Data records
- - - - - - -
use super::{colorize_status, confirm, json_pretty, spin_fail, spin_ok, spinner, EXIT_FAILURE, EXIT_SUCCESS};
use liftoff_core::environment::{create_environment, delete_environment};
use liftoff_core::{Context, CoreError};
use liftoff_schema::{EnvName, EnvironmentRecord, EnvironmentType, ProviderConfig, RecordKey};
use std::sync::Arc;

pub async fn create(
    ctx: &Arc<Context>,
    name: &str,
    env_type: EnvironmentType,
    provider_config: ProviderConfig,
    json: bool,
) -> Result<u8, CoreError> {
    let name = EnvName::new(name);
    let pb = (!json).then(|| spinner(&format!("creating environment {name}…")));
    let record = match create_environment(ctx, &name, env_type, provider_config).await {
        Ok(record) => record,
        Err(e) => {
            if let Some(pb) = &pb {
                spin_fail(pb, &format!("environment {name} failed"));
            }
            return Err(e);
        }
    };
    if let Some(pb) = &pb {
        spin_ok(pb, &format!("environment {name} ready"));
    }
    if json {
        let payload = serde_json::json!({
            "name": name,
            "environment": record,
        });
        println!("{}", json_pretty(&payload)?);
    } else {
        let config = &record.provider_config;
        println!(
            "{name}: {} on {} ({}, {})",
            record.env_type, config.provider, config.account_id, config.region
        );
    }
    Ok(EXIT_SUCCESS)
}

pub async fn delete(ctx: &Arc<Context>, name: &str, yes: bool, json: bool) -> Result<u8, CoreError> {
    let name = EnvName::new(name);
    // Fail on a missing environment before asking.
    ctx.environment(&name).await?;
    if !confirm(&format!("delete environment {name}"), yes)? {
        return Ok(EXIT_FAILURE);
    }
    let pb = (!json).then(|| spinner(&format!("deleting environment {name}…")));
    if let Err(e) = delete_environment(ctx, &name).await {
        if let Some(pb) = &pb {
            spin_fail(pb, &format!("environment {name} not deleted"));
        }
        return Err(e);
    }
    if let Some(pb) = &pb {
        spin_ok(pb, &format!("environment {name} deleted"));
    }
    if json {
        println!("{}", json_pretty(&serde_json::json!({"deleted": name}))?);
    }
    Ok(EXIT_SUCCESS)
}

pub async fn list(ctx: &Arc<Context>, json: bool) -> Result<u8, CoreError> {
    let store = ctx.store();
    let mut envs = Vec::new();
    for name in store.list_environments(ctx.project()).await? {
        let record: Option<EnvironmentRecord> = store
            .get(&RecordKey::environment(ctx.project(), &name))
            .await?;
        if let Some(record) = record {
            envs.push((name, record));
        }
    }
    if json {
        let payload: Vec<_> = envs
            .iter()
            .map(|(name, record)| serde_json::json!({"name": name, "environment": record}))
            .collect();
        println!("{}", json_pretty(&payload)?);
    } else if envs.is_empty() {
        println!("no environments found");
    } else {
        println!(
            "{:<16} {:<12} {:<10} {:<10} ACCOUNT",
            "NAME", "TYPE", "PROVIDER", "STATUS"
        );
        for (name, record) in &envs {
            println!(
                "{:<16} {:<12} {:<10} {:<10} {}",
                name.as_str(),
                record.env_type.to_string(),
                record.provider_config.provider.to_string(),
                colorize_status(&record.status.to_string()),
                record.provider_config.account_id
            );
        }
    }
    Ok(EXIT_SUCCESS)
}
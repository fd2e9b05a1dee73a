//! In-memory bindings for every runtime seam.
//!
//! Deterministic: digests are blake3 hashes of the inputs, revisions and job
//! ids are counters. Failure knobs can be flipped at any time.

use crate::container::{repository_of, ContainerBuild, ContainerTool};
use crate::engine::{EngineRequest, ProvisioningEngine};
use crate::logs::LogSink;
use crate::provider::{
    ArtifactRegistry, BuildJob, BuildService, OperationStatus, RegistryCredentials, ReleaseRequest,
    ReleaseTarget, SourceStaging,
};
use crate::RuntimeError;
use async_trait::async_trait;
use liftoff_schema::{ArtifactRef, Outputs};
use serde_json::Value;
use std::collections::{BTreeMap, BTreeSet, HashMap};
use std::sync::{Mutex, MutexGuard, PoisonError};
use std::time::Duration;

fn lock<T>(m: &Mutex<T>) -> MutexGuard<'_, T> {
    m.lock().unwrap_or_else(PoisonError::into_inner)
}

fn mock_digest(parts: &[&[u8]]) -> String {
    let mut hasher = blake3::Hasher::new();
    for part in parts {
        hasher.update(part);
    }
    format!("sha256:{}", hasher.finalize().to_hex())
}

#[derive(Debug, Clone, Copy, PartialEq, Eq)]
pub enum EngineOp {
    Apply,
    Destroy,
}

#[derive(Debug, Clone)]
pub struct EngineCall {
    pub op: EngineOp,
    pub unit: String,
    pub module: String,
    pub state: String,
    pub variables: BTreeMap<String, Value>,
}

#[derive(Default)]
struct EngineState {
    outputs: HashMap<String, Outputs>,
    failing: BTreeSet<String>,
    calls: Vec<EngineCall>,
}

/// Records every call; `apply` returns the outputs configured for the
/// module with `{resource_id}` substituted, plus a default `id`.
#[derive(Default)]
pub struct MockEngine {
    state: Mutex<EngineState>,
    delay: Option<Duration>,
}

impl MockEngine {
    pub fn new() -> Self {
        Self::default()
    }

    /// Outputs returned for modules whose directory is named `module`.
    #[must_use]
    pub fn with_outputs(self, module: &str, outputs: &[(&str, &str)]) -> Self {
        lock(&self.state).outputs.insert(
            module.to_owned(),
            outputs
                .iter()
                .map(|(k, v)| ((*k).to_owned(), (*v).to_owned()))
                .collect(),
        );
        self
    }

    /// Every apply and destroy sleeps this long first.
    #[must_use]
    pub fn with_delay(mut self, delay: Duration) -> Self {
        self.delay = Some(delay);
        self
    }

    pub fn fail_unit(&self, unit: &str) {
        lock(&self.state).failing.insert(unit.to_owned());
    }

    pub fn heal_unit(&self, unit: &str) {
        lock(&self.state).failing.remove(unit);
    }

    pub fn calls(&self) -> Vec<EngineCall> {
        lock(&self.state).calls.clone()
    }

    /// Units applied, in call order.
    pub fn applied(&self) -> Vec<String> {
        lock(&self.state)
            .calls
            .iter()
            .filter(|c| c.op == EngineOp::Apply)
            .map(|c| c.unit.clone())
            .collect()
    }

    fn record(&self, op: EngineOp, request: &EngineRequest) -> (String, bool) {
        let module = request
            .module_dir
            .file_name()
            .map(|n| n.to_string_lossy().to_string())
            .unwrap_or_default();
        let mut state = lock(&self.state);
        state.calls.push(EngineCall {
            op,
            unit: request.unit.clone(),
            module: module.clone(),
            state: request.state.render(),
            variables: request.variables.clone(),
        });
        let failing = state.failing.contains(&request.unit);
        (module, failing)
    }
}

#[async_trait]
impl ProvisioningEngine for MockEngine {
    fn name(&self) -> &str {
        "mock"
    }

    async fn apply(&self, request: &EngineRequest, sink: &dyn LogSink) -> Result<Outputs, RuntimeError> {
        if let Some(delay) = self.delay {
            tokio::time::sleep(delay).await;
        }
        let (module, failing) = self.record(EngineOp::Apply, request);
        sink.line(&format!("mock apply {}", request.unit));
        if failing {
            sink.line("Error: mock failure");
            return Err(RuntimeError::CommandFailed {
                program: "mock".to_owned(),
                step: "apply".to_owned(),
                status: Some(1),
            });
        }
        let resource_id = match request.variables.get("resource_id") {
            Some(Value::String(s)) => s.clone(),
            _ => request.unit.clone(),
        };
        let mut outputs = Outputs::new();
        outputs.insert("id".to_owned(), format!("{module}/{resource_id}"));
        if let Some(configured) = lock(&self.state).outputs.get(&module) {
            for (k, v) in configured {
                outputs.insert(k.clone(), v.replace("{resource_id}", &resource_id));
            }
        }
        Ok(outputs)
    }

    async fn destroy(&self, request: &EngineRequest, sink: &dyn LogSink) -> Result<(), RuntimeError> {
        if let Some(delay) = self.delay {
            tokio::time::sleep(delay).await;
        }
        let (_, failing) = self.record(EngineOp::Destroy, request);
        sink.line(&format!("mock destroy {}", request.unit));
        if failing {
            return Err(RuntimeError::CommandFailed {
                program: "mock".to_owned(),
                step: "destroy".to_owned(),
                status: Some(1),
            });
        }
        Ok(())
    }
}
- - - - - - -
Collect every line with the string "BTreeMap" from the records, and copy each.

## Problem solution
use std::collections::{BTreeMap, BTreeSet, HashMap};
    pub variables: BTreeMap<String, Value>,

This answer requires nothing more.